WhiskyFest San Francisco was my first WhiskyFest, and alas, I attended it without John and Bill. But it was, in a word, a monster. You don’t just have to be strategic in attacking it, you have to be disciplined. And in many ways.
First of all, the VIP hour that precedes the bustling city center that is the regular part of the event includes a number of special VIP pours at a number of booths. The problem is that they can play out rather quickly, so you have to choose wisely, Grasshopper, and choose well. My clearest memory of that particular hour was marveling at the wicked long line at the Glenrothes, then losing my nosing glass, then begging for a replacement, only to be denied flatly at every turn (though to be fair, that rule is made clear on the site). When I returned to the main hall with a white wine glass (looking like a tool), the sound of crickets and disappointed stragglers could be heard at the Glenrothes table, as the VIP pours were long gone. However, another point of the VIP hour is to give the VIPs more ready access to the whisky folks behind the tables, and this I managed to take advantage of while laying down a base layer of food. And I should add that the food was quite good and quite plentiful.
Second of all, there were seminars going on throughout the main part of the event, so once again, you must choose wisely, Grasshopper, and use the weight of your opponent against him. (OK, not sure what that had to do with deciding to hit a seminar…got carried away, I guess). Overall, I was more interested in taking in the main floor experience, so I opted to attend only one seminar. I chose the one starring our friend, Gable Erenzo from Hudson along with Mitch Bechard from Glenfiddich. It was entitled, From Dufftown to Tuthhilltown, a Journey with Glenfiddich and Hudson, and it featured 8 drams, 4 from each distillery, including new make spirit from each. Gable and Mitch did a great job of
presenting, and it was fascinating tasting Hudson’s bold, young American whiskies up against Glenfiddich’s subtle Scotch whiskies. Truly, though, there were more great seminars on offer than one could do if one attended one in each time slot. Of course, if one did that, one wouldn’t get out onto the main floor at all…
Before going on to “Third…”, I’d like to add a brief 2(a) as a coda to “Second of all…” One must have great discipline if one has been tasting on the main floor during Seminar time slot 1, only to attend a seminar in time slot 2 that puts 8 drams in front of him, which, during the presentation (which moves a little more slowly than he had on the main floor), are a little harder than usual to resist drinking in their totality. [And yes, that sentence was intentionally constructed in that way so as to reflect the unenviable thought processes of the man behind the sentiment once he’d consumed those 8 drams (ok, he left some of the new make behind).]
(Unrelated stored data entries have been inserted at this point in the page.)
//! SMTP notifier built on lettre.

use anyhow::anyhow;
use async_trait::async_trait;
use lettre::message::{header::ContentType, Mailbox};
use lettre::transport::smtp::authentication::Credentials;
use lettre::{AsyncSmtpTransport, AsyncTransport, Message, Tokio1Executor};
use tracing::{error, info};

use super::{MailKind, Notifier, NotifyError, TokenMail};
use crate::config::MailConfig;

/// Notifier delivering through an SMTP relay.
pub struct SmtpNotifier {
    transport: AsyncSmtpTransport<Tokio1Executor>,
    from: Mailbox,
    app_name: String,
    base_url: String,
}

impl SmtpNotifier {
    /// Build a notifier from mail configuration.
    ///
    /// # Errors
    ///
    /// Returns an error if the relay address or the sender mailbox is
    /// invalid.
    pub fn new(config: &MailConfig) -> anyhow::Result<Self> {
        let mut builder = if config.starttls {
            AsyncSmtpTransport::<Tokio1Executor>::starttls_relay(&config.host)?
        } else {
            AsyncSmtpTransport::<Tokio1Executor>::builder_dangerous(&config.host)
        };

        builder = builder.port(config.port);

        if let (Some(user), Some(pass)) = (&config.username, &config.password) {
            builder = builder.credentials(Credentials::new(user.clone(), pass.clone()));
        }

        let from: Mailbox = config
            .from
            .parse()
            .map_err(|e| anyhow!("invalid sender address: {e}"))?;

        info!(host = %config.host, port = config.port, starttls = config.starttls, "created SMTP transport");

        Ok(Self {
            transport: builder.build(),
            from,
            app_name: config.app_name.clone(),
            base_url: config.base_url.trim_end_matches('/').to_owned(),
        })
    }

    fn link(&self, kind: MailKind, mail: &TokenMail) -> String {
        let path = match kind {
            MailKind::Verification => "verifyEmail",
            MailKind::PasswordReset => "resetPassword",
        };
        format!(
            "{}/{path}/{}/{}/{}",
            self.base_url, mail.username, mail.subject, mail.token
        )
    }

    async fn deliver(&self, kind: MailKind, mail: &TokenMail) -> Result<(), NotifyError> {
        let to: Mailbox = mail
            .to
            .parse()
            .map_err(|e| NotifyError(anyhow!("invalid recipient address: {e}")))?;

        let (subject, intro) = match kind {
            MailKind::Verification => (
                format!("Confirm your {} email address", self.app_name),
                "please confirm your email address",
            ),
            MailKind::PasswordReset => (
                format!("Reset your {} password", self.app_name),
                "a password reset was requested for your account",
            ),
        };

        let body = format!(
            "Hello {username},\n\n{intro}:\n\n{link}\n\nThe link is valid for a limited time and works once.\n",
            username = mail.username,
            link = self.link(kind, mail),
        );

        let message = Message::builder()
            .from(self.from.clone())
            .to(to)
            .subject(subject)
            .header(ContentType::TEXT_PLAIN)
            .body(body)
            .map_err(|e| NotifyError(anyhow!("message assembly failed: {e}")))?;

        self.transport.send(message).await.map_err(|e| {
            error!(kind = ?kind, "mail delivery failed");
            NotifyError(anyhow!("smtp delivery failed: {e}"))
        })?;

        Ok(())
    }
}

#[async_trait]
impl Notifier for SmtpNotifier {
    async fn send_verification(&self, mail: &TokenMail) -> Result<(), NotifyError> {
        self.deliver(MailKind::Verification, mail).await
    }

    async fn send_password_reset(&self, mail: &TokenMail) -> Result<(), NotifyError> {
        self.deliver(MailKind::PasswordReset, mail).await
    }
}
Third, there are some crazy exciting people to meet and equally exciting whiskies to taste, and it’s ridiculously difficult to choose whom to visit and what to make sure you taste. The primary loci of my excitement were: John Hansell, John Glaser and the new Compass Box Great King Street (and beautiful, but altogether too brief, reunions with the Compass Box Hedonism and Spice Tree), Scott Tallon and the new Bruichladdich “Laddie” 10, David Blackmore and the Glenmorangie 25, Lincoln Henderson and everything that is Angel’s Envy, and Dave Smith and the single cask amazingness the St. George folks in California have made by distilling Sierra Nevada Celebration Ale and IPA. The last one in particular was out of this world, especially for this Sierra Nevada lover.
So to sum up, the event was a monster, mostly because it presented monster choices, some of which I was up to, some of which I clearly was not.
But then came the moment in the night when I felt that I’d finally arrived as a whisky blogger/writer: I found myself standing in a hotel room
being undressed by a cute Scottish redhead with Tim and Dave from Malt Maniacs (and from PLOWED Society and from the LA Whisk(e)y Society, respectively), Peter from The Casks,
Chris from the LA Whisk(e)y Society, Mikey from PLOWED, Chris from Whisky Wall, and Jason from Guid Scotch Drink (pictured to the right, rocking the after party). Also in that room were at least twenty bottles of unbelievable whisky that some combination of the first few guys had brought with them and that they were generous enough to let the rest of us sample. It was an incredible group of people to hang out with and the perfect experience to cap off my first WhiskyFest.
–Our thanks to John Hansell and Joan McGinley from The Whisky Advocate for the press pass to the event!